A continuing objective for CAM software suppliers is to enhance the ease of use and level of automation, even as additional functionality is being introduced. As such, the evolutionary march toward further automation of the NC programming function continues. Many users state that they prefer total push-button automation, while others favor retaining control of the process and some degree of flexibility. In a recent study of worldwide moldmakers conducted by CIMdata, the extent of desired automation was ascertained. The results are shown in the following table:
It can be seen that more than 90 percent of the users prefer a significant level of automation. Further, the most frequent responses were from those who favor maximum automation and those who desire automation, but with guidance being left to the user. Maximum automation can currently be obtained by extensive software customization by users. Firms producing a parametric family of products, such as golf clubs, bottles or shoes, often employ this technique. In addition, research projects are underway, such as the one being conducted by STEP Tools, to directly cut a part from a CAD model without employing an NC programming process as an intermediary operation. When successful, this approach will provide a high degree of CAM programming automation.
Table 1: Degree of automation preferred
|Provide guidance to a user/not full automation||38.9%|
|Obtain maximum automation||37.0%|
|Automate standard functions only||14.9%|
|Retain maximum user flexibility/limited automation||9.3%|
Concurrently, to further software automation, a number of vendors have implemented or are implementing knowledge-based machining (KBM) software systems. Generally speaking, KBM systems are either adaptive or generative and are either feature-based or parts-based. In adaptive machining, traditional programming processes are captured by the software as programming occurs and are saved as process templates. In subsequent identical or similar situations, a template can be re-used directly or modified somewhat to adapt to a new situation. In generative machining, a predefined set of machining practices and/or rules are applied to a feature or a part. Given the part geometry, part material and tolerance, a machining process can automatically be created by the software.
In feature-based machining, a part is viewed as a group of interrelated manufacturing features such as pockets, holes or slots. Feature recognition is often used to automatically recognize the features. Specific machining strategies and parameters are then applied to each feature. This type of machining is usually employed for prismatically shaped parts. In parts-based machining, a part is treated as a whole with methodologies that address an entire part and the resultant areas that require rework. This technique is most appropriate for complex-shaped parts such as molds and dies. The following table illustrates this KBM concept and lists some example vendors and products that employ the technique.
Table 2. Knowledge-based machining grid
Over time there has been an evolution or cycling in the KBM technology being introduced by suppliers. The first products introduced in the late 1980s and early 1990s were generative-based products. These systems did not become commercially successful, primarily because of the level of effort required by users to embed their machining practices and rules in the process. In the mid to late 1990s, the adaptive approach became commonplace, as it requires a minimum front-end investment.

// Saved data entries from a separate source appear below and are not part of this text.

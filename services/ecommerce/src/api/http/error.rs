//! HTTP 错误响应

use axum::{
    Json,
    http::{StatusCode, header},
    response::{IntoResponse, Response},
};
use shop_errors::{AppError, FieldErrors};
use tracing::{error, warn};

use super::dto::MessageResponse;

/// 将 `AppError` 转换为 HTTP 响应
///
/// - 字段校验失败: 400，响应体为字段到错误信息的映射
/// - 其他客户端错误: 对应状态码，`{"message": ...}`
/// - 服务端错误: RFC 7807 Problem Details
#[derive(Debug)]
pub struct ApiError(pub AppError);

impl ApiError {
    pub fn status(&self) -> StatusCode {
        StatusCode::from_u16(self.0.status_code()).unwrap_or(StatusCode::INTERNAL_SERVER_ERROR)
    }
}

impl From<AppError> for ApiError {
    fn from(err: AppError) -> Self {
        Self(err)
    }
}

impl From<FieldErrors> for ApiError {
    fn from(errors: FieldErrors) -> Self {
        Self(AppError::InvalidFields(errors))
    }
}

impl IntoResponse for ApiError {
    fn into_response(self) -> Response {
        let status = self.status();

        match self.0 {
            AppError::InvalidFields(fields) => {
                warn!(errors = %fields, "Request body rejected");
                (status, Json(fields)).into_response()
            }
            err if err.is_server_error() => {
                error!(error = %err, "Request failed");
                let problem = err.to_problem_details();
                (
                    status,
                    [(header::CONTENT_TYPE, "application/problem+json")],
                    Json(problem),
                )
                    .into_response()
            }
            err => {
                warn!(status = status.as_u16(), error = %err, "Request rejected");
                (status, Json(MessageResponse::new(err.message()))).into_response()
            }
        }
    }
}

#[cfg(test)]
mod tests {
    use super::*;
    use http_body_util::BodyExt;

    async fn body_json(response: Response) -> serde_json::Value {
        let bytes = response.into_body().collect().await.unwrap().to_bytes();
        serde_json::from_slice(&bytes).unwrap()
    }

    #[tokio::test]
    async fn test_field_errors_are_plain_map() {
        let response = ApiError::from(FieldErrors::single("email", "Missing data for required field."))
            .into_response();
        assert_eq!(response.status(), StatusCode::BAD_REQUEST);
        assert_eq!(
            body_json(response).await,
            serde_json::json!({"email": ["Missing data for required field."]})
        );
    }

    #[tokio::test]
    async fn test_client_error_has_message() {
        let response = ApiError::from(AppError::not_found("User not found")).into_response();
        assert_eq!(response.status(), StatusCode::NOT_FOUND);
        assert_eq!(body_json(response).await, serde_json::json!({"message": "User not found"}));
    }

    #[tokio::test]
    async fn test_conflict_status() {
        let response = ApiError::from(AppError::conflict("dup")).into_response();
        assert_eq!(response.status(), StatusCode::CONFLICT);
    }

    #[tokio::test]
    async fn test_server_error_is_problem_details() {
        let response = ApiError::from(AppError::database("connection reset")).into_response();
        assert_eq!(response.status(), StatusCode::INTERNAL_SERVER_ERROR);
        assert_eq!(
            response.headers().get(header::CONTENT_TYPE).unwrap(),
            "application/problem+json"
        );
        let body = body_json(response).await;
        assert_eq!(body["status"], 500);
        assert_eq!(body["title"], "Database Error");
    }
}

In comparing adaptive and generative KBM software, each approach has its advantages. The adaptive type is quicker to implement, does not require the creation of rules, involves lower development and maintenance costs, captures settings and does not base efficiency on the number of rules. The generative type is likely to be the ultimate solution, is more flexible to design changes and the range of parts, captures manufacturing rationale, has a process independent of templates and does not create a file management problem.